Bioma, ao contrário de outros, não tem uma origem única; flora partiu tanto da Amazônia quanto dos pampas gaúchos. Tal formação misturada aconteceu porque vegetais se adaptaram facilmente ao fogo, principal característica da região, dizem cientistas
A vegetação que ocupou o cerrado saiu de todos os cantos do Brasil. Escolha uma espécie qualquer e ela pode ter origens tanto na Amazônia quanto no sertão nordestino ou nos pampas gaúchos -a flora é um mosaico de origens muito diversas. Justamente por ter se formado pegando um pouco de cada lugar distante, o cerrado possui um biodiversidade tão grande.
Os cientistas brasileiros que descobriram isso, fazendo análises no DNA das plantas (leia mais à direita), ficaram surpresos, porque, em geral, ecossistemas não se formam assim. Para ajudar a entender como eles surgem, Marcelo Simon, biólogo da Embrapa em Brasília e um dos autores do estudo, dá um exemplo: a vegetação da cordilheira dos Andes. Quando os Andes se elevaram, há milhões de anos, foram ocupados, em seguida, por uma vegetação adaptada à nova temperatura (regiões altas são mais frias). Ela veio dos climas temperados da América do Norte e migrou como um todo.
Ao descobrir que as origens do cerrado eram variadas, os cientistas ficaram intrigados. Por que a mistura ocorreu? A resposta começa pela ideia de que, se uma planta "quiser" viver nos Andes, terá de vencer o frio. Mas, se tentar se espalhar pelo cerrado, o maior problema será o fogo que aparece nas épocas quentes -o clima seco permite que incêndios naturais ocorram sempre.
Mas o fogo, os cientistas descobriram agora, não é uma barreira muito grande, ao contrário do frio. As plantas têm facilidade para criar resistência a queimaduras. Vencer o frio requer uma adaptação prévia a ele, em outro bioma. Já o fogo não é um inimigo tão grande -uma planta pode se acostumar fácil, venha de onde vier.
Vegetação casca-grossa
O programa de treinamento das plantas para lidar com o fogo consiste, basicamente, em dois pontos: é preciso virar casca-grossa e não ter medo de ir parar debaixo da terra.
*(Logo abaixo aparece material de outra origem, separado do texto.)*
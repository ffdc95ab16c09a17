pub mod config;
pub mod remote;
pub mod timer;
pub mod wake;

use tickdown_core::{
    Config, Event, FileWakeScheduler, LogPresenter, StateStore, SystemClock, TimerService,
};

pub type Service = TimerService<FileWakeScheduler, LogPresenter, SystemClock>;

/// Build a service for one entry-point invocation. Every invocation loads
/// the durable record fresh; no in-memory engine instance is assumed to
/// exist between invocations.
pub fn open_service() -> Result<Service, Box<dyn std::error::Error>> {
    let config = Config::load_or_default();
    let store = StateStore::open()?;
    let wake = FileWakeScheduler::open()?;
    Ok(TimerService::new(
        store,
        wake,
        LogPresenter,
        SystemClock,
        config.default_length_secs(),
    ))
}

/// Print events as pretty JSON, one document per event.
pub fn print_events(events: &[Event]) -> Result<(), Box<dyn std::error::Error>> {
    for event in events {
        println!("{}", serde_json::to_string_pretty(event)?);
    }
    Ok(())
}
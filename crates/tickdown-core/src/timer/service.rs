//! Impure shell around the timer state machine.
//!
//! Every entry-point invocation is a short synchronous operation: read the
//! fresh [`TimerRecord`], apply one command, perform the side effects, write
//! the record back. The record must never be trusted to still be valid after
//! the invocation returns; another entry point may run next and will re-read.

use tracing::{debug, warn};

use crate::clock::{at, Clock};
use crate::error::{CoreError, WakeError};
use crate::events::Event;
use crate::presenter::Presenter;
use crate::storage::StateStore;
use crate::timer::engine::{apply, Command, Effect, RunState, TimerRecord};
use crate::timer::format::{format_mmss, progress_pct};
use crate::wake::WakeScheduler;

/// Wires the state machine to storage, wake scheduling, and presentation.
/// One instance per entry-point invocation is fine; it holds no timer state
/// of its own.
pub struct TimerService<W: WakeScheduler, P: Presenter, C: Clock> {
    store: StateStore,
    wake: W,
    presenter: P,
    clock: C,
    default_length_secs: u64,
}

impl<W: WakeScheduler, P: Presenter, C: Clock> TimerService<W, P, C> {
    pub fn new(
        store: StateStore,
        wake: W,
        presenter: P,
        clock: C,
        default_length_secs: u64,
    ) -> Self {
        Self {
            store,
            wake,
            presenter,
            clock,
            default_length_secs,
        }
    }

    /// Read the current record, falling back to the first-run default.
    ///
    /// A stopped timer re-reads the configured length on every load, so a
    /// config change between runs takes effect at the next start. A run in
    /// progress keeps the length it started with.
    pub fn record(&self) -> Result<TimerRecord, CoreError> {
        let mut record = self
            .store
            .get()?
            .unwrap_or_else(|| TimerRecord::with_defaults(self.default_length_secs));
        if record.state == RunState::Stopped {
            record.configured_length_secs = self.default_length_secs;
            record.remaining_secs = self.default_length_secs;
        }
        Ok(record)
    }

    /// Apply one command: read fresh, transition, run effects, persist.
    ///
    /// A wake-scheduling failure is surfaced to the caller, but only after
    /// the record has been persisted with no wake armed, so the timer keeps
    /// running in a degraded mode instead of corrupting state.
    pub fn dispatch(&mut self, command: Command) -> Result<Vec<Event>, CoreError> {
        let record = self.record()?;
        let now = self.clock.now_epoch_secs();
        debug!(?command, state = record.state.as_str(), now, "dispatch");

        let mut transition = apply(&record, command, now);
        let mut schedule_err: Option<WakeError> = None;

        for effect in &transition.effects {
            match *effect {
                Effect::ScheduleWake { wake_at_epoch_secs } => {
                    if let Err(e) = self.wake.schedule(wake_at_epoch_secs) {
                        warn!(error = %e, "wake scheduling declined; timer continues without a wake");
                        transition.record.alarm_set_at_epoch_secs = 0;
                        schedule_err = Some(e);
                    }
                }
                Effect::CancelWake => {
                    // Cancellation is idempotent; a failure here must not
                    // block the transition.
                    if let Err(e) = self.wake.cancel() {
                        warn!(error = %e, "wake cancel failed");
                    }
                }
                Effect::ShowRunning { wake_at_epoch_secs } => {
                    self.presenter.show_running(wake_at_epoch_secs);
                }
                Effect::ShowPaused => self.presenter.show_paused(),
                Effect::HidePresentation => self.presenter.hide(),
                Effect::AnnounceFinished => self.presenter.announce_finished(),
            }
        }

        self.store.set(&transition.record)?;

        match schedule_err {
            Some(e) => Err(e.into()),
            None => Ok(transition.events),
        }
    }

    /// Read-only snapshot of the persisted record, with display-adjusted
    /// remaining time when a wake is still armed.
    pub fn snapshot(&self) -> Result<Event, CoreError> {
        let record = self.record()?;
        let now = self.clock.now_epoch_secs();
        let remaining = record.effective_remaining_secs(now);
        let length = record.length_secs();
        Ok(Event::Snapshot {
            state: record.state,
            remaining_secs: remaining,
            length_secs: length,
            label: format_mmss(remaining),
            progress_pct: progress_pct(remaining, length),
            at: at(now),
        })
    }
}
Quando o fogo surge, a casca resistente e grossa até queima, mas ela não deixa o interior da planta ser danificado -é como se a planta tivesse uma pele tão grossa que pudesse passar pelo meio de um incêndio.
A outra adaptação é ter raízes bem grossas. Faz sentido: com isso, a maior parte da massa da planta fica por baixo do solo. Aí, mesmo que passe um apocalipse de fogo pela região onde a coitada está, ela vai sobreviver. São características relativamente simples. Então, poucas gerações após a colonização, as plantas sobreviventes já estavam adaptadas ao cerrado.
Há 4 milhões de anos, flora ocupou bioma
A ocupação do cerrado ocorreu há uns 4 milhões de anos. De lá para cá, claro, a vegetação continuou mudando, impulsionada pela seleção natural. Quem estuda o que houve com as espécies nesse período todo são cientistas especializados em história evolutiva -eles procuram saber também de onde elas vieram. Ainda há muito a fazer, dizem.
"Estudos desse tipo ainda são raros, tem muita coisa que a gente ainda não entende direito", diz Simon. Não se sabe bem, diz, qual a história evolutiva da Amazônia ou da mata atlântica, por exemplo. A principal ferramenta que Simon e seus colegas cientistas utilizam é analisar o DNA de algumas espécies de um bioma (no caso, o cerrado) e depois comparar os resultados com os obtidos em vegetações diferentes. Assim, como em um teste de paternidade, é possível estabelecer parentescos.